EXERCISE GOAL: Copy the data exactly from the line that contains "filename src/flatten/flattener.rs" through the line that contains "const PROPERTIES: &str", keeping both end lines and leaving out everything else.

DATA SHOWN:
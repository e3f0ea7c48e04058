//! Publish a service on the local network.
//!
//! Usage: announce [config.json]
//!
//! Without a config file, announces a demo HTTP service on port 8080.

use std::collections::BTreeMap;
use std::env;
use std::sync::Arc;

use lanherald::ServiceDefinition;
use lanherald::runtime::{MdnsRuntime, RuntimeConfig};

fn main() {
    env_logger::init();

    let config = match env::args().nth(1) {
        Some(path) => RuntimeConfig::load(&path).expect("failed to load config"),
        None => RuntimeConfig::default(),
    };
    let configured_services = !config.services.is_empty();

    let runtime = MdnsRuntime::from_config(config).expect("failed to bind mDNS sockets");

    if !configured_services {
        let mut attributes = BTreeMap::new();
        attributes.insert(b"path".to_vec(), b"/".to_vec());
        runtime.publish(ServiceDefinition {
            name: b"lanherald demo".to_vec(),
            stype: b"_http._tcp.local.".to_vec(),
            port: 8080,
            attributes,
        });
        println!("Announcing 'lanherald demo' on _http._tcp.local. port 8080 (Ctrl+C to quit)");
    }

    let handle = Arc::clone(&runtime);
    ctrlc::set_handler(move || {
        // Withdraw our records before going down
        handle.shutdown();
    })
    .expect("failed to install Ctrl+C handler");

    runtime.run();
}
--
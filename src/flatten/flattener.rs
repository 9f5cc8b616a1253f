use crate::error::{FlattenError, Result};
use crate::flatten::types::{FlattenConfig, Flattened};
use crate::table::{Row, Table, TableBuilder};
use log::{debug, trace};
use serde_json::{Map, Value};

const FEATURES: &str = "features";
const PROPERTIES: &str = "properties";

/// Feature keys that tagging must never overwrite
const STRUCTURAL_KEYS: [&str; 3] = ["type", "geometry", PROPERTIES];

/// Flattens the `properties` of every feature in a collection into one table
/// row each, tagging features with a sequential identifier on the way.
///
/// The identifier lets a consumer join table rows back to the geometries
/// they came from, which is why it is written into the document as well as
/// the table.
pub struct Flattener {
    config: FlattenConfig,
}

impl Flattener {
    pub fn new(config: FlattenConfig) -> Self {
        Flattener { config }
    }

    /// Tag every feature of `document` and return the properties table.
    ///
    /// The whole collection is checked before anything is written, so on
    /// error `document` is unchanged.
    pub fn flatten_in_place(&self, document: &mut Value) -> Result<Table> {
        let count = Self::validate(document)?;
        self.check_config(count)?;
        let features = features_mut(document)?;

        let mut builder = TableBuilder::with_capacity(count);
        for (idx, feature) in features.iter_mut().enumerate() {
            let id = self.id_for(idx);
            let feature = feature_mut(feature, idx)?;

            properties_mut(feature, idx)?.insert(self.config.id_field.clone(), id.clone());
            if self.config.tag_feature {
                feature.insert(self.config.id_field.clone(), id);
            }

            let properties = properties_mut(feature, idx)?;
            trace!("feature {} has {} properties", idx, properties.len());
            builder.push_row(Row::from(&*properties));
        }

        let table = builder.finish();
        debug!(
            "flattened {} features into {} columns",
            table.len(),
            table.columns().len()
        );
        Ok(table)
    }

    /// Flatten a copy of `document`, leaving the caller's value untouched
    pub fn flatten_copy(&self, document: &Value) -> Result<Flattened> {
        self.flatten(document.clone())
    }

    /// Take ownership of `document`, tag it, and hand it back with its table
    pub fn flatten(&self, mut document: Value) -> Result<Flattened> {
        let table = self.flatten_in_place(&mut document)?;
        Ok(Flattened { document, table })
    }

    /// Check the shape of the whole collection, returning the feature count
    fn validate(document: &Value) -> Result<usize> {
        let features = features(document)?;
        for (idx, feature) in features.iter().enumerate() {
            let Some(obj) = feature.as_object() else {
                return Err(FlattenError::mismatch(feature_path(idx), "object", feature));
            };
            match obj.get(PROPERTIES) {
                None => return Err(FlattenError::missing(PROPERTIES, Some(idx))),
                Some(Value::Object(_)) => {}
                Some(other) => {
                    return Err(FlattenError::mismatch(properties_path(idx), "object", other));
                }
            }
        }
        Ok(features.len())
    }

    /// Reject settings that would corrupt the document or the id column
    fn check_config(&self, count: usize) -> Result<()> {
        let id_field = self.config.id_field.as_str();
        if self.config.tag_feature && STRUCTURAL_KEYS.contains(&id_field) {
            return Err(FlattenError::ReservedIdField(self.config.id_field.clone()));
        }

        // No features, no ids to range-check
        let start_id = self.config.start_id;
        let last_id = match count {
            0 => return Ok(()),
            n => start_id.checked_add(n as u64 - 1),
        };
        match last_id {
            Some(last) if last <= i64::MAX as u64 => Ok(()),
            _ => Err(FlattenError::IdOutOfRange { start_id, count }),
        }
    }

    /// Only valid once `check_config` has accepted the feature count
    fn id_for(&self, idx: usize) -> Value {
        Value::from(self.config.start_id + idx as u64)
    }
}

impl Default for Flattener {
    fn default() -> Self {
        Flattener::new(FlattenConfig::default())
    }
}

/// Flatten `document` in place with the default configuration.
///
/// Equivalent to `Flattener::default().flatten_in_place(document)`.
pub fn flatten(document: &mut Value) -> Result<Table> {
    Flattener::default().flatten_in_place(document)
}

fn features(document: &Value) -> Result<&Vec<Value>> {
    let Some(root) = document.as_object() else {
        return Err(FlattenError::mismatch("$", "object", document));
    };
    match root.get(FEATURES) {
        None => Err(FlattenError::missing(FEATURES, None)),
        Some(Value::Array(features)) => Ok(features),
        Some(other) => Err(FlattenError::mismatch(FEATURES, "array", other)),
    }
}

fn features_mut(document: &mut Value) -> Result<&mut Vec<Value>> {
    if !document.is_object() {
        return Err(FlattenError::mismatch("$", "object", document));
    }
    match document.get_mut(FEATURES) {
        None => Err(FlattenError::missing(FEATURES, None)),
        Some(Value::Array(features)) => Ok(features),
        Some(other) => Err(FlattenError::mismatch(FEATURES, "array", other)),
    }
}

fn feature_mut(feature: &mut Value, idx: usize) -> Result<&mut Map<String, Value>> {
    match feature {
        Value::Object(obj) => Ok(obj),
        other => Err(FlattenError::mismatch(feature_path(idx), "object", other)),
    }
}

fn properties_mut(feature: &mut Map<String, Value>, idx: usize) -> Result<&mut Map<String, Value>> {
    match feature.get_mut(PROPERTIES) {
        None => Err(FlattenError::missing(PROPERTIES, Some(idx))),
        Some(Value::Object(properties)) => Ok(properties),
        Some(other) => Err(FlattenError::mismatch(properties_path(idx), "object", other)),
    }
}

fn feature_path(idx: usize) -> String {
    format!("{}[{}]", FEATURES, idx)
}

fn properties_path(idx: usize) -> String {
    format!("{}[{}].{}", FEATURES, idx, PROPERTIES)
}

WRITTEN SOLUTION:
filename src/flatten/flattener.rs
repository 9f5cc8b616a1253f
use crate::error::{FlattenError, Result};
use crate::flatten::types::{FlattenConfig, Flattened};
use crate::table::{Row, Table, TableBuilder};
use log::{debug, trace};
use serde_json::{Map, Value};

const FEATURES: &str = "features";
const PROPERTIES: &str = "properties";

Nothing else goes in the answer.